Scientific classification
- Kingdom: Animalia
- Phylum: Arthropoda
- Class: Insecta
- Order: Coleoptera
- Suborder: Polyphaga
- Infraorder: Scarabaeiformia
- Family: Scarabaeidae
- Genus: Lepisia
- Species: L. rupicola
- Binomial name: Lepisia rupicola (Fabricius, 1775)
- Synonyms: Melolontha rupicola Fabricius, 1775 ; Melolontha ferrugata Gyllenhal, 1817 ;

= Lepisia rupicola =

- Genus: Lepisia
- Species: rupicola
- Authority: (Fabricius, 1775)

Species of beetle

Lepisia rupicola is a species of beetle of the family Scarabaeidae. It is found in South Africa (Western Cape, Northern Cape).

== Description ==
Adults reach a length of about 7-8 mm. Males are covered on the upper side and the pygidial part with green scales and on the abdomen with greenish-yellow ones. The head is roughly scabrose and clothed with a flavescent long pubescence. The pronotum isa clothed in addition to the contiguous scales with long, villose, flavescent or yellow hairs.
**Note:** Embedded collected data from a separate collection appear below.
use std::time::Duration;

use serde::{Deserialize, Serialize};
use thiserror::Error;

/// Errors surfaced by provider calls and the completion pipeline.
#[derive(Error, Debug)]
#[non_exhaustive]
pub enum ProviderError {
    /// Missing or unusable configuration, such as an absent API key or a
    /// request for a provider that was never set up
    #[error("Configuration error: {0}")]
    Configuration(String),

    /// The provider throttled this request; retried internally
    #[error("Rate limited by provider")]
    RateLimited { retry_after: Option<Duration> },

    /// Rate limiting persisted through every allowed attempt
    #[error("Rate limit exceeded after {attempts} attempts")]
    RateLimitExceeded { attempts: u32 },

    /// The conversation no longer fits in the model's context window
    #[error("Context length exceeded: {0}")]
    ContextLengthExceeded(String),

    /// The provider rejected the request with a non-retryable status
    #[error("Request failed with status {status}: {message}")]
    Api { status: u16, message: String },

    /// The request never produced a usable HTTP response
    #[error("Request failed: {0}")]
    Transport(#[from] reqwest::Error),

    /// The caller handed us something no provider call can be built from
    #[error("Invalid request: {0}")]
    InvalidRequest(String),

    /// The provider returned a body we could not interpret
    #[error("Invalid response from provider: {0}")]
    InvalidResponse(String),

    /// A required function call stayed invalid through the corrective retry
    #[error("Recovery failed: {0}")]
    RecoveryFailed(String),

    /// The caller cancelled the completion
    #[error("Completion cancelled")]
    Cancelled,
}

/// Errors attached to individual tool calls inside messages. These travel
/// with the conversation rather than failing the completion, so they must
/// serialize cleanly.
#[non_exhaustive]
#[derive(Error, Debug, Clone, PartialEq, Serialize, Deserialize)]
pub enum ToolError {
    #[error("The parameters to the tool call were invalid: {0}")]
    InvalidParameters(String),

    #[error("The tool was not found: {0}")]
    NotFound(String),

    #[error("The tool failed during execution: {0}")]
    ExecutionFailed(String),
}

pub type ToolResult<T> = Result<T, ToolError>;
The scales on the scutellum are of the same colour as those covering the pronotum and the elytra. The latter are parallel, numerously costulate, but only two of the costules are plain, and all the costules bear a row of short, whitish setae, along the suture and the outer margin these setae are much longer and stiffer. The legs are black and very bristly. Females are exactly like the males, but the scales on the pygidium and the abdomen have a somewhat whiter tinge.